Saved data entries -
Start of Block
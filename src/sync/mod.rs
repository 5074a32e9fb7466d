//! # Sync
//!
//! The write pipeline: every incoming revision is identified, authorized,
//! validated, and then assigned channels and access grants. The first step
//! to refuse stops the write.

mod actions;
mod errors;
mod pipeline;
mod resolver;

pub use actions::{ActionMetadata, CustomActionFn, CustomActions, LifecycleEvent};
pub use errors::{SyncError, SyncResult};
pub use pipeline::{SyncPipeline, WriteOutcome};
pub use resolver::resolve_type;
//! Runtime configuration
//!
//! Loaded from a JSON file:
//!
//! ```json
//! {
//!   "schema_path": "schema.json",
//!   "log_level": "warn",
//!   "user": { "name": "alice", "roles": ["editor"], "channels": ["books"] }
//! }
//! ```
//!
//! A relative `schema_path` is resolved against the config file's directory.
//! Without a `user` block the caller is an administrator.

use std::fs;
use std::path::{Path, PathBuf};

use serde::{Deserialize, Serialize};
use thiserror::Error;

use crate::access::{HostUser, RecordingHost};
use crate::observability::Severity;

#[derive(Debug, Error)]
pub enum ConfigError {
    #[error("Failed to read config {path}: {reason}")]
    Unreadable { path: String, reason: String },

    #[error("Invalid config JSON: {0}")]
    Malformed(String),

    #[error("Invalid config: {0}")]
    Invalid(String),
}

pub type ConfigResult<T> = Result<T, ConfigError>;

#[derive(Debug, Clone, PartialEq, Eq, Serialize, Deserialize)]
#[serde(deny_unknown_fields)]
pub struct SyncConfig {
    /// Schema file (required)
    pub schema_path: PathBuf,

    /// Minimum log severity (optional, default "info")
    #[serde(default = "default_log_level")]
    pub log_level: String,

    /// Caller used by the CLI host
    #[serde(default)]
    pub user: Option<HostUser>,
}

fn default_log_level() -> String {
    "info".to_string()
}

impl SyncConfig {
    /// Load and validate configuration from file
    pub fn load(path: &Path) -> ConfigResult<Self> {
        let content = fs::read_to_string(path).map_err(|e| ConfigError::Unreadable {
            path: path.display().to_string(),
            reason: e.to_string(),
        })?;

        let mut config: SyncConfig =
            serde_json::from_str(&content).map_err(|e| ConfigError::Malformed(e.to_string()))?;

        if config.schema_path.is_relative() {
            if let Some(dir) = path.parent() {
                config.schema_path = dir.join(&config.schema_path);
            }
        }

        config.validate()?;
        Ok(config)
    }

    pub fn validate(&self) -> ConfigResult<()> {
        if self.schema_path.as_os_str().is_empty() {
            return Err(ConfigError::Invalid("schema_path must not be empty".into()));
        }

        if Severity::parse(&self.log_level).is_none() {
            return Err(ConfigError::Invalid(format!(
                "Invalid log_level: '{}'. Must be one of trace, info, warn, error, fatal.",
                self.log_level
            )));
        }

        if let Some(user) = &self.user {
            if user.name.trim().is_empty() {
                return Err(ConfigError::Invalid("user.name must not be empty".into()));
            }
        }

        Ok(())
    }

    pub fn severity(&self) -> Severity {
        Severity::parse(&self.log_level).unwrap_or(Severity::Info)
    }

    /// Host for the configured caller
    pub fn host(&self) -> RecordingHost {
        match &self.user {
            Some(user) => RecordingHost::for_user(user.clone()),
            None => RecordingHost::admin(),
        }
    }
}
// =============================================================================
// Assignment Scenarios
// =============================================================================

/// An accepted write assigns every declared channel once and grants roles.
#[test]
fn test_accepted_write_side_effects() {
    let mut host = RecordingHost::admin();
    let outcome = library().process(&book("Dune"), None, &mut host).unwrap();

    let channels = vec!["books", "librarians", "editors", "admins"];
    assert_eq!(outcome.channels, channels);
    assert_eq!(host.channel_calls().len(), 1);
    assert_eq!(host.assigned_channels(), Some(&outcome.channels[..]));
    assert_eq!(host.role_grants().len(), 1);
    assert_eq!(host.role_grants()[0].users, vec!["curator"]);
    assert_eq!(host.role_grants()[0].roles, vec!["role:reviewer"]);
}

/// Dynamic channels and grants are computed from the write.
#[test]
fn test_dynamic_assignments() {
    let members = |doc: &Value, _old: Option<&Value>| -> Vec<String> {
        doc["members"]
            .as_array()
            .map(|m| m.iter().filter_map(Value::as_str).map(String::from).collect())
            .unwrap_or_default()
    };
    let team_channel = |doc: &Value, _old: Option<&Value>| -> Vec<String> {
        vec![format!("team-{}", doc["_id"].as_str().unwrap_or_default())]
    };
    let def = DocumentDefinition::new("team")
        .type_filter(TypeFilter::IdPrefix("t".into()))
        .properties(vec![PropertyValidator::array(
            "members",
            Some(PropertyValidator::element(ValidatorKind::String { regex_pattern: None })),
        )])
        .channels(Constraint::dynamic(move |doc: &Value, old: Option<&Value>| {
            AuthorizationMap::new().view(team_channel(doc, old)).write(["team-admins"])
        }))
        .access_assignments(vec![AccessAssignment::channel(
            Constraint::dynamic(members),
            vec!["staff".to_string()],
            Constraint::dynamic(team_channel),
        )]);
    let pipeline = SyncPipeline::new(DocumentSchema::new(vec![def]).unwrap());

    let mut host = RecordingHost::admin();
    let outcome = pipeline
        .process(&json!({ "_id": "t7", "members": ["ana", "ben"] }), None, &mut host)
        .unwrap();

    assert_eq!(outcome.channels, vec!["team-t7", "team-admins"]);
    assert_eq!(host.access_grants().len(), 1);
    assert_eq!(host.access_grants()[0].grantees, vec!["ana", "ben", "role:staff"]);
    assert_eq!(host.access_grants()[0].channels, vec!["team-t7"]);
}
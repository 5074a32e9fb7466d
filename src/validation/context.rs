//! Per-pass validation state

use std::collections::HashMap;

use serde_json::Value;

/// Which document-wide attachment rules an attachmentReference overrides
#[derive(Debug, Clone, Copy, Default, PartialEq, Eq)]
pub struct AttachmentOverrides {
    pub extensions: bool,
    pub content_types: bool,
    pub maximum_size: bool,
}

impl AttachmentOverrides {
    fn merge(self, other: AttachmentOverrides) -> Self {
        Self {
            extensions: self.extensions || other.extensions,
            content_types: self.content_types || other.content_types,
            maximum_size: self.maximum_size || other.maximum_size,
        }
    }
}

/// Accumulates failures for one document.
///
/// Nothing short-circuits: every violation found is recorded in the order it
/// was encountered.
#[derive(Debug)]
pub struct ValidationContext<'v> {
    doc: &'v Value,
    old_doc: Option<&'v Value>,
    errors: Vec<String>,
    references: HashMap<String, AttachmentOverrides>,
}

impl<'v> ValidationContext<'v> {
    /// `old_doc` must already be the effective old document
    pub fn new(doc: &'v Value, old_doc: Option<&'v Value>) -> Self {
        Self {
            doc,
            old_doc,
            errors: Vec::new(),
            references: HashMap::new(),
        }
    }

    pub fn doc(&self) -> &'v Value {
        self.doc
    }

    pub fn old_doc(&self) -> Option<&'v Value> {
        self.old_doc
    }

    pub fn push(&mut self, message: String) {
        self.errors.push(message);
    }

    pub fn extend(&mut self, messages: impl IntoIterator<Item = String>) {
        self.errors.extend(messages);
    }

    pub fn errors(&self) -> &[String] {
        &self.errors
    }

    pub fn is_valid(&self) -> bool {
        self.errors.is_empty()
    }

    pub fn into_errors(self) -> Vec<String> {
        self.errors
    }

    /// Note that an attachmentReference property names `attachment`
    pub fn record_reference(&mut self, attachment: &str, overrides: AttachmentOverrides) {
        let merged = self
            .references
            .get(attachment)
            .map_or(overrides, |existing| existing.merge(overrides));
        self.references.insert(attachment.to_string(), merged);
    }

    /// Overrides recorded for an attachment, if any property references it
    pub fn reference(&self, attachment: &str) -> Option<AttachmentOverrides> {
        self.references.get(attachment).copied()
    }
}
End of Block
Having gone through the data above, repeat it exactly.

filename src/sync/mod.rs
repository 5074a32e9fb7466d
//! # Sync
//!
//! The write pipeline: every incoming revision is identified, authorized,
//! validated, and then assigned channels and access grants. The first step
//! to refuse stops the write.

mod actions;
mod errors;
mod pipeline;
mod resolver;

pub use actions::{ActionMetadata, CustomActionFn, CustomActions, LifecycleEvent};
pub use errors::{SyncError, SyncResult};
pub use pipeline::{SyncPipeline, WriteOutcome};
pub use resolver::resolve_type;
//! Runtime configuration
//!
//! Loaded from a JSON file:
//!
//! ```json
//! {
//!   "schema_path": "schema.json",
//!   "log_level": "warn",
//!   "user": { "name": "alice", "roles": ["editor"], "channels": ["books"] }
//! }
//! ```
//!
//! A relative `schema_path` is resolved against the config file's directory.
//! Without a `user` block the caller is an administrator.

use std::fs;
use std::path::{Path, PathBuf};

use serde::{Deserialize, Serialize};
use thiserror::Error;

use crate::access::{HostUser, RecordingHost};
use crate::observability::Severity;

#[derive(Debug, Error)]
pub enum ConfigError {
    #[error("Failed to read config {path}: {reason}")]
    Unreadable { path: String, reason: String },

    #[error("Invalid config JSON: {0}")]
    Malformed(String),

    #[error("Invalid config: {0}")]
    Invalid(String),
}

pub type ConfigResult<T> = Result<T, ConfigError>;

#[derive(Debug, Clone, PartialEq, Eq, Serialize, Deserialize)]
#[serde(deny_unknown_fields)]
pub struct SyncConfig {
    /// Schema file (required)
    pub schema_path: PathBuf,

    /// Minimum log severity (optional, default "info")
    #[serde(default = "default_log_level")]
    pub log_level: String,

    /// Caller used by the CLI host
    #[serde(default)]
    pub user: Option<HostUser>,
}

fn default_log_level() -> String {
    "info".to_string()
}

impl SyncConfig {
    /// Load and validate configuration from file
    pub fn load(path: &Path) -> ConfigResult<Self> {
        let content = fs::read_to_string(path).map_err(|e| ConfigError::Unreadable {
            path: path.display().to_string(),
            reason: e.to_string(),
        })?;

        let mut config: SyncConfig =
            serde_json::from_str(&content).map_err(|e| ConfigError::Malformed(e.to_string()))?;

        if config.schema_path.is_relative() {
            if let Some(dir) = path.parent() {
                config.schema_path = dir.join(&config.schema_path);
            }
        }

        config.validate()?;
        Ok(config)
    }

    pub fn validate(&self) -> ConfigResult<()> {
        if self.schema_path.as_os_str().is_empty() {
            return Err(ConfigError::Invalid("schema_path must not be empty".into()));
        }

        if Severity::parse(&self.log_level).is_none() {
            return Err(ConfigError::Invalid(format!(
                "Invalid log_level: '{}'. Must be one of trace, info, warn, error, fatal.",
                self.log_level
            )));
        }

        if let Some(user) = &self.user {
            if user.name.trim().is_empty() {
                return Err(ConfigError::Invalid("user.name must not be empty".into()));
            }
        }

        Ok(())
    }

    pub fn severity(&self) -> Severity {
        Severity::parse(&self.log_level).unwrap_or(Severity::Info)
    }

    /// Host for the configured caller
    pub fn host(&self) -> RecordingHost {
        match &self.user {
            Some(user) => RecordingHost::for_user(user.clone()),
            None => RecordingHost::admin(),
        }
    }
}
// =============================================================================
// Assignment Scenarios
// =============================================================================

/// An accepted write assigns every declared channel once and grants roles.
#[test]
fn test_accepted_write_side_effects() {
    let mut host = RecordingHost::admin();
    let outcome = library().process(&book("Dune"), None, &mut host).unwrap();

    let channels = vec!["books", "librarians", "editors", "admins"];
    assert_eq!(outcome.channels, channels);
    assert_eq!(host.channel_calls().len(), 1);
    assert_eq!(host.assigned_channels(), Some(&outcome.channels[..]));
    assert_eq!(host.role_grants().len(), 1);
    assert_eq!(host.role_grants()[0].users, vec!["curator"]);
    assert_eq!(host.role_grants()[0].roles, vec!["role:reviewer"]);
}

/// Dynamic channels and grants are computed from the write.
#[test]
fn test_dynamic_assignments() {
    let members = |doc: &Value, _old: Option<&Value>| -> Vec<String> {
        doc["members"]
            .as_array()
            .map(|m| m.iter().filter_map(Value::as_str).map(String::from).collect())
            .unwrap_or_default()
    };
    let team_channel = |doc: &Value, _old: Option<&Value>| -> Vec<String> {
        vec![format!("team-{}", doc["_id"].as_str().unwrap_or_default())]
    };
    let def = DocumentDefinition::new("team")
        .type_filter(TypeFilter::IdPrefix("t".into()))
        .properties(vec![PropertyValidator::array(
            "members",
            Some(PropertyValidator::element(ValidatorKind::String { regex_pattern: None })),
        )])
        .channels(Constraint::dynamic(move |doc: &Value, old: Option<&Value>| {
            AuthorizationMap::new().view(team_channel(doc, old)).write(["team-admins"])
        }))
        .access_assignments(vec![AccessAssignment::channel(
            Constraint::dynamic(members),
            vec!["staff".to_string()],
            Constraint::dynamic(team_channel),
        )]);
    let pipeline = SyncPipeline::new(DocumentSchema::new(vec![def]).unwrap());

    let mut host = RecordingHost::admin();
    let outcome = pipeline
        .process(&json!({ "_id": "t7", "members": ["ana", "ben"] }), None, &mut host)
        .unwrap();

    assert_eq!(outcome.channels, vec!["team-t7", "team-admins"]);
    assert_eq!(host.access_grants().len(), 1);
    assert_eq!(host.access_grants()[0].grantees, vec!["ana", "ben", "role:staff"]);
    assert_eq!(host.access_grants()[0].channels, vec!["team-t7"]);
}
repository 5074a32e9fb7466d
filename src/validation/context.rs
//! Per-pass validation state

use std::collections::HashMap;

use serde_json::Value;

/// Which document-wide attachment rules an attachmentReference overrides
#[derive(Debug, Clone, Copy, Default, PartialEq, Eq)]
pub struct AttachmentOverrides {
    pub extensions: bool,
    pub content_types: bool,
    pub maximum_size: bool,
}

impl AttachmentOverrides {
    fn merge(self, other: AttachmentOverrides) -> Self {
        Self {
            extensions: self.extensions || other.extensions,
            content_types: self.content_types || other.content_types,
            maximum_size: self.maximum_size || other.maximum_size,
        }
    }
}

/// Accumulates failures for one document.
///
/// Nothing short-circuits: every violation found is recorded in the order it
/// was encountered.
#[derive(Debug)]
pub struct ValidationContext<'v> {
    doc: &'v Value,
    old_doc: Option<&'v Value>,
    errors: Vec<String>,
    references: HashMap<String, AttachmentOverrides>,
}

impl<'v> ValidationContext<'v> {
    /// `old_doc` must already be the effective old document
    pub fn new(doc: &'v Value, old_doc: Option<&'v Value>) -> Self {
        Self {
            doc,
            old_doc,
            errors: Vec::new(),
            references: HashMap::new(),
        }
    }

    pub fn doc(&self) -> &'v Value {
        self.doc
    }

    pub fn old_doc(&self) -> Option<&'v Value> {
        self.old_doc
    }

    pub fn push(&mut self, message: String) {
        self.errors.push(message);
    }

    pub fn extend(&mut self, messages: impl IntoIterator<Item = String>) {
        self.errors.extend(messages);
    }

    pub fn errors(&self) -> &[String] {
        &self.errors
    }

    pub fn is_valid(&self) -> bool {
        self.errors.is_empty()
    }

    pub fn into_errors(self) -> Vec<String> {
        self.errors
    }

    /// Note that an attachmentReference property names `attachment`
    pub fn record_reference(&mut self, attachment: &str, overrides: AttachmentOverrides) {
        let merged = self
            .references
            .get(attachment)
            .map_or(overrides, |existing| existing.merge(overrides));
        self.references.insert(attachment.to_string(), merged);
    }

    /// Overrides recorded for an attachment, if any property references it
    pub fn reference(&self, attachment: &str) -> Option<AttachmentOverrides> {
        self.references.get(attachment).copied()
    }
}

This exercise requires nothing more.